A propos de la préface écrite par Simenon pour son roman "Les gens d'en face"
SIMENON SIMENON. SIMENON E "LA GENTE DI FRONTE"
A proposito della prefazione scritta da Simenon per il suo romanzo "Le finestre di fronte"
SIMENON SIMENON. SIMENON AND "PEOPLE OPPOSITE"
About the preface written by Simenon for his novel "Danger Ashore"
Jeune écrivain, Simenon aimait voyager et ne s’en privait pas ! Un de ses rêves était de visiter l’URSS, et c’est pourquoi, au printemps de l’année 1933, il s’offre un voyage autour de la Mer Noire, pendant lequel il résidera huit jours à Odessa, à l’hôtel Londen, en République socialiste d’Ukraine. Désireux de visiter les lieux, il s’adresse à l’Intourist, qui lui désigne un guide pour l’accompagner durant son séjour. En déambulant de rue en rue, il peut se rendre compte de l’état de la ville en cette période des grandes famines au début des années 1930. De l’Ukraine il passe par la Georgie et organise son retour en passant par le Bosphore et Istanbul. Il est vraiment impressionné par les lieux visités et surtout par les hommes et femmes qu’il y rencontre. Il absorbe dans sa mémoire tout ce qu’il voit et y trouve sujet pour un roman. Ce roman, il va l’écrire dès son retour de voyage, soit en 1932 (selon son livre de comptes), soit en 1933 (selon son secrétariat), pendant son séjour à «La Richardière», à Marsilly en Charente-Maritime.

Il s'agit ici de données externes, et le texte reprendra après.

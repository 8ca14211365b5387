//! Compile-fail tests for the derive diagnostics.
//!
//! Each file under `tests/compile_fail/` must be rejected by the derives.

#[test]
fn compile_fail_tests() {
    let t = trybuild::TestCases::new();
    t.compile_fail("tests/compile_fail/*.rs");
}
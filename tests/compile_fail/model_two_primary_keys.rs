//! At most one field may be the primary key.

use pgrest::prelude::*;

#[derive(PostgrestModel)]
#[table(name = "pairs")]
struct Pair {
    #[column(primary_key)]
    left: i64,
    #[column(primary_key)]
    right: i64,
}

fn main() {}
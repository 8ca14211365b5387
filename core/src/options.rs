//! Client-wide settings merged into every compiled request.

use std::collections::BTreeMap;

use serde::{Deserialize, Serialize};

/// Schema PostgREST serves when no profile header is sent
pub const DEFAULT_SCHEMA: &str = "public";

/// Static settings shared by all requests of one client.
///
/// Can be built fluently or loaded from any serde format:
///
/// ```ignore
/// let options = ClientOptions::default()
///     .with_schema("api")
///     .with_header("apikey", key);
///
/// let options: ClientOptions = toml::from_str(r#"
///     schema = "api"
///     [headers]
///     apikey = "..."
/// "#)?;
/// ```
#[derive(Debug, Clone, Default, PartialEq, Eq, Serialize, Deserialize)]
#[serde(default)]
pub struct ClientOptions {
    /// Target schema; `None` or `"public"` sends no profile header
    pub schema: Option<String>,
    /// Query parameters prepended to every request
    pub query_params: BTreeMap<String, String>,
    /// Headers added to every request
    pub headers: BTreeMap<String, String>,
}

impl ClientOptions {
    pub fn with_schema(mut self, schema: impl Into<String>) -> Self {
        self.schema = Some(schema.into());
        self
    }

    pub fn with_query_param(mut self, key: impl Into<String>, value: impl Into<String>) -> Self {
        self.query_params.insert(key.into(), value.into());
        self
    }

    pub fn with_header(mut self, name: impl Into<String>, value: impl Into<String>) -> Self {
        self.headers.insert(name.into(), value.into());
        self
    }

    /// The schema to name in profile headers, if it is not the default one
    pub fn profile(&self) -> Option<&str> {
        self.schema
            .as_deref()
            .filter(|schema| !schema.is_empty() && *schema != DEFAULT_SCHEMA)
    }
}
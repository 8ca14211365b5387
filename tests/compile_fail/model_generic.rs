//! Models cannot be generic.

use pgrest::prelude::*;

#[derive(PostgrestModel)]
struct Wrapper<T> {
    #[column(primary_key)]
    id: i64,
    inner: T,
}

fn main() {}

On peut décrire la trame du roman comme ceci: Adil bey devient le nouveau consul turc en poste dans la ville portuaire de Batoum, qui se situe sur la Mer Noire, dans la toute jeune Union Soviétique de la fin des années 1920. La vie y est imprégnée de pauvreté, et de famine. Le consul a du mal à fréquenter les milieux diplomatiques de la ville, ainsi qu'à comprendre le système bureaucratique soviétique. Ne parlant pas le russe, il dépend entièrement de sa jeune secrétaire et interprète Sonia, assignée au consulat, qui doit l’aider pour toute chose. Celle-ci vit avec son frère, membre de la Guépéou «maritime», et sa belle-sœur, dans un appartement situé en face de la chambre de travail d'Adil bey. L'obsession de la présence de Sonia impacte sur son travail et sa santé. Désormais, son état de fatigue permanent et sa santé de plus en plus dégradée lui font suspecter que Sonia l’empoisonne peu à peu. Il lui pardonne son acte et comme il reste profondément amoureux d’elle, il lui propose de quitter ensemble la Russie. Le jour de leur départ, il attend vainement à l’embarcadère, Sonia ne vient pas car elle a été trahie et exécutée.
Publié en octobre 1933 chez Fayard, ce roman paraîtra d’abord en pré-originale dans le bimensuel «Les Annales» (Politiques et Littéraires), dont le directeur est Pierre Brisson. Le roman parait du numéro 2459 au numéro 2465, soit du 1er septembre 1933 au 13 octobre 1933. Il faut remarquer que cette pré-originale est précédée d’une préface de la main de Simenon, préface qui n’est pas reprise dans le volume paru chez Fayard. Il s’agit d’un texte relativement court, qui commence ainsi: "Je n’ai jamais écrit de préface, parce que je me considère comme un ouvrier et qu’un objet ou un roman est réussi ou raté". Puis il dit avoir pris de l’expérience et surtout avoir vu certains de ses personnages se retourner contre lui et même le traîner en correctionnelle, aussi prend-il dorénavant quelques précautions. Il continue: "«Les Gens d’en Face» existent tous, sans exception, car je n’ai jamais été capable d’inventer un personnage, ni un décor, ni même une aventure". Ensuite il insiste sur le fait que l’appartement d’Adil bey et la chambre de Sonia existent réellement mais il ajoute: "Comme les milliers de personnages que je traîne derrière moi…ils n’existent pas tels qu’ils sont dans mes histoires, à l’endroit où je les place, avec tel profession, telle nationalité, ni même avec tel nez ou tel chapeau". Il termine cette préface par ces mots: "Non ! L’ensemble est vrai et chaque détail est faux…Ce n’est pas encore ce que je veux dire. C’est un roman, voilà ! Est-ce que ces mots-là ne devraient pas suffire ? Et, pour ma part, j’aime mieux l’écrire que l’expliquer." Comme indiqué plus haut, la préface n’a pas été reprise dans le tirage original chez Fayard, par contre on la retrouve bien dans le tome 2 des Editions Rencontre de 1967.